Shanghai, lockdown for 26 million inhabitants. Drones invite to “control the desire for freedom”

Un unprecedented lockdown, very rigid, so rigid it looks like a nightmare or a horror movie. This is what the Shanghai area, the Chinese financial capital, has been experiencing since 5 April. with 26 million inhabitants (two and a half times Wuhan, which has only 11 million). An extreme measure implemented to face the peak of infections due to the Omicron variant of SARS-CoV-2: just over 25 thousand cases (on Sunday 10 April) are too many just considering that China continues to adopt a defined policy “Zero-Covid”. Total victory over the virus and not, as elsewhere in the world, including Europe, coexistence with the virus.

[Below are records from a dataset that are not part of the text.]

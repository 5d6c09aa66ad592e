//! Tokio runtime for a client session.

use crate::chaos::{self, ChaosPlan};
use crate::config::ClientConfig;
use crate::dispatch::{DispatchQueue, DispatchStats, TaskYielder};
use crate::entropy::{OsRandom, RandomSource};
use crate::error::{ClientError, ClientResult};
use crate::monitor::{FatalMarker, SessionState};
use crate::render::{render_envelope, DispatchContext, Host, Renderer};
use crate::session::{Effect, SessionCore, SessionEvent, SessionStats};
use crate::tab::{MemoryTabStore, TabStore};
use crate::transport::Transport;
use parking_lot::Mutex;
use seqsync_protocol::{HandshakeRequest, ResumeReply, SequenceNumber, UpdateEnvelope};
use std::sync::atomic::{AtomicU64, AtomicUsize, Ordering};
use std::sync::Arc;
use std::time::Duration;
use tokio::sync::{mpsc, oneshot, watch};
use tokio::task::JoinHandle;
use tracing::{debug, info, warn};

enum Inbound {
    Event(SessionEvent),
    Flush(oneshot::Sender<()>),
    Shutdown,
}

/// Cloneable handle for feeding transport events into a session.
#[derive(Debug, Clone)]
pub struct EventSender {
    tx: mpsc::UnboundedSender<Inbound>,
}

impl EventSender {
    /// Sends an event.
    pub fn send(&self, event: SessionEvent) -> ClientResult<()> {
        self.tx
            .send(Inbound::Event(event))
            .map_err(|_| ClientError::Closed)
    }

    /// Reports a (re)connect.
    pub fn connected(&self) -> ClientResult<()> {
        self.send(SessionEvent::Connected)
    }

    /// Reports a lost connection.
    pub fn disconnected(&self) -> ClientResult<()> {
        self.send(SessionEvent::Disconnected)
    }

    /// Reports a failed connect attempt.
    pub fn connect_error(&self, timed_out: bool) -> ClientResult<()> {
        self.send(SessionEvent::ConnectError { timed_out })
    }

    /// Reports that the transport gave up reconnecting.
    pub fn try_reconnect(&self) -> ClientResult<()> {
        self.send(SessionEvent::TryReconnect)
    }

    /// Delivers an inbound update.
    pub fn update(&self, envelope: UpdateEnvelope) -> ClientResult<()> {
        self.send(SessionEvent::Update(envelope))
    }

    /// Delivers a resume reply.
    pub fn resume_reply(&self, reply: ResumeReply) -> ClientResult<()> {
        self.send(SessionEvent::ResumeReply(reply))
    }

    /// Returns true once the session task has stopped.
    pub fn is_closed(&self) -> bool {
        self.tx.is_closed()
    }
}
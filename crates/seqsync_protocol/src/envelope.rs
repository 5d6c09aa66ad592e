//! Inbound update envelopes.

use crate::error::{ProtocolError, ProtocolResult};
use crate::sequence::SequenceNumber;
use crate::update::{Update, UpdateKind};
use serde::{Deserialize, Serialize};
use serde_json::Value;

/// An update as delivered by the transport.
///
/// `kind` stays a raw string until [`UpdateEnvelope::decode`] so that an
/// unknown kind can still be ordered and then reported, instead of failing
/// the whole frame.
#[derive(Debug, Clone, PartialEq, Serialize, Deserialize)]
pub struct UpdateEnvelope {
    /// Wire name of the update kind.
    pub kind: String,
    /// Peer-assigned order index; absent for unordered notifications.
    #[serde(default, skip_serializing_if = "Option::is_none")]
    pub sequence: Option<SequenceNumber>,
    /// Kind-specific payload.
    #[serde(default)]
    pub payload: Value,
}

impl UpdateEnvelope {
    /// Creates a sequenced envelope.
    pub fn sequenced(kind: impl Into<String>, sequence: SequenceNumber, payload: Value) -> Self {
        Self {
            kind: kind.into(),
            sequence: Some(sequence),
            payload,
        }
    }

    /// Creates an envelope without a sequence number.
    pub fn unsequenced(kind: impl Into<String>, payload: Value) -> Self {
        Self {
            kind: kind.into(),
            sequence: None,
            payload,
        }
    }

    /// Creates an envelope from a typed update.
    pub fn from_update(update: &Update, sequence: Option<SequenceNumber>) -> ProtocolResult<Self> {
        Ok(Self {
            kind: update.kind().as_str().to_string(),
            sequence,
            payload: update.to_payload()?,
        })
    }

    /// Resolves the kind and decodes the payload.
    pub fn decode(&self) -> ProtocolResult<Update> {
        let kind = UpdateKind::parse(&self.kind)?;
        Update::decode(kind, self.payload.clone())
    }

    /// Converts into a sequenced envelope, failing if no sequence is present.
    pub fn into_sequenced(self) -> ProtocolResult<SequencedEnvelope> {
        match self.sequence {
            Some(sequence) => Ok(SequencedEnvelope {
                kind: self.kind,
                sequence,
                payload: self.payload,
            }),
            None => Err(ProtocolError::MissingSequence { kind: self.kind }),
        }
    }

    /// Encodes to JSON.
    pub fn to_json(&self) -> ProtocolResult<Vec<u8>> {
        Ok(serde_json::to_vec(self)?)
    }

    /// Decodes from JSON.
    pub fn from_json(bytes: &[u8]) -> ProtocolResult<Self> {
        Ok(serde_json::from_slice(bytes)?)
    }
}

/// An envelope that is guaranteed to carry a sequence number.
///
/// Resume replies and the resync buffer only ever hold ordered updates,
/// so they use this type instead of [`UpdateEnvelope`].
#[derive(Debug, Clone, PartialEq, Serialize, Deserialize)]
pub struct SequencedEnvelope {
    /// Wire name of the update kind.
    pub kind: String,
    /// Peer-assigned order index.
    pub sequence: SequenceNumber,
    /// Kind-specific payload.
    #[serde(default)]
    pub payload: Value,
}

impl SequencedEnvelope {
    /// Creates a sequenced envelope.
    pub fn new(kind: impl Into<String>, sequence: SequenceNumber, payload: Value) -> Self {
        Self {
            kind: kind.into(),
            sequence,
            payload,
        }
    }
}

impl From<SequencedEnvelope> for UpdateEnvelope {
    fn from(envelope: SequencedEnvelope) -> Self {
        Self {
            kind: envelope.kind,
            sequence: Some(envelope.sequence),
            payload: envelope.payload,
        }
    }
}
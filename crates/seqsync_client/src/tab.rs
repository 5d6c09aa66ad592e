//! Tab identity persistence.

use crate::entropy::RandomSource;
use parking_lot::Mutex;
use seqsync_protocol::TabId;

/// Storage that lives for the browsing session, not the connection.
pub trait TabStore: Send + Sync {
    /// Loads the stored tab id, if any.
    fn load(&self) -> Option<TabId>;

    /// Stores the tab id.
    fn store(&self, id: &TabId);
}

/// In-memory tab store.
#[derive(Debug, Default)]
pub struct MemoryTabStore {
    slot: Mutex<Option<TabId>>,
}

impl MemoryTabStore {
    /// Creates an empty store.
    pub fn new() -> Self {
        Self::default()
    }

    /// Creates a store that already holds an id.
    pub fn with_id(id: TabId) -> Self {
        Self {
            slot: Mutex::new(Some(id)),
        }
    }
}

impl TabStore for MemoryTabStore {
    fn load(&self) -> Option<TabId> {
        self.slot.lock().clone()
    }

    fn store(&self, id: &TabId) {
        *self.slot.lock() = Some(id.clone());
    }
}

/// Returns the stored tab id, creating and persisting one on first use.
pub fn resolve_tab_id(store: &dyn TabStore, random: &dyn RandomSource) -> TabId {
    let id = store
        .load()
        .unwrap_or_else(|| TabId::new(random.uuid().to_string()));
    store.store(&id);
    id
}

Shanghai, the lockdown is a nightmare: citizens without food scream in despair

Nightmare atmosphere in Shanghai

It is forbidden to leave the house unless authorized: people are literally sealed off. The positives, including asymptomatic ones, and they are the majority, come transferred to isolation camps where they are crammed into a few square meters. Several minors, including babies, were brutally separated from their parents and that the authorities then dismissed it as a protocol error does not absolve the system and does not cancel the trauma.

A guard, in an anti-Covid suit, locks a man inside his shop, in quarantine. EPA / ALEX PLAVEVSKI

But even for those who are not infected, life is a challenge: the food distribution chain has jammed, the local government has also admitted, but it is not clear why. For a system that can periodically test the entire population of Shanghai thanks to 20,000 tampon hubs spread across the city, food supply seems like an impossible challenge.

Hungry, desperate, 26 million Chinese are exhausted

Many citizens failed to stockpile before the announcement of the blockade, food is nowhere to be found and it is also very difficult to book home deliveries so people are forced to ration the little they have. The tap water is not drinkable and has begun to boil to consume it: so much so that images circulate in chats on how to boil it correctly. We end up bartering food between neighbors but with enormous practical difficulties because, in fact, we cannot even cross the door of the house. In fact, the sanitary ware sealed the doors from the outside, and barbed wire was also seen to close entire blocks.

As Alice Su, correspondent for The Economist on her Twitter account, told drones and robot dogs invite Shanghai residents to “Control your soul’s desire for freedom. Do not open the window or sing “ (“Keep the desire for freedom in check. And not to open windows or sing”)

Scenes from the apocalypse

The images collected by a drone flying across the skies of Shanghai at night while people screaming at the windows that they are hungry is, indeed, worthy of a horror movie. Like those of the dog, left on the street by its owner without food, and beaten to death by an anti-covid health worker in the street. Images that circulate, despite censorship, circulate: thanks also to the foreigners who populate the city and who use social media by circumventing the prohibitions.

Foreigners who, however, will not stay long, in these conditions. Washington has already decided to evacuate all non-essential personnel from Shanghai for what it calls “arbitrary detentions” (a move that Beijing immediately condemned, calling it “a politicization and exploitation of the question”), the EU Chamber of Commerce has asked Beijing to review its policy and many international companies plan to leave China permanently.

Punish Shanghai?

But the horror is not mitigated, indeed perhaps it is greater, due to the fact that the severity of the symptoms of the Omicron variant, although contagious, does not seem to justify the measures taken to deal with it. This lockdown seems to have political rather than medical reasons. The elections are near, Xi Jinping aspires to a third term and it seems that he has, in other words, chosen to punish the progressive Shanghai, too distant, for her tastes, from the rigor of Beijing.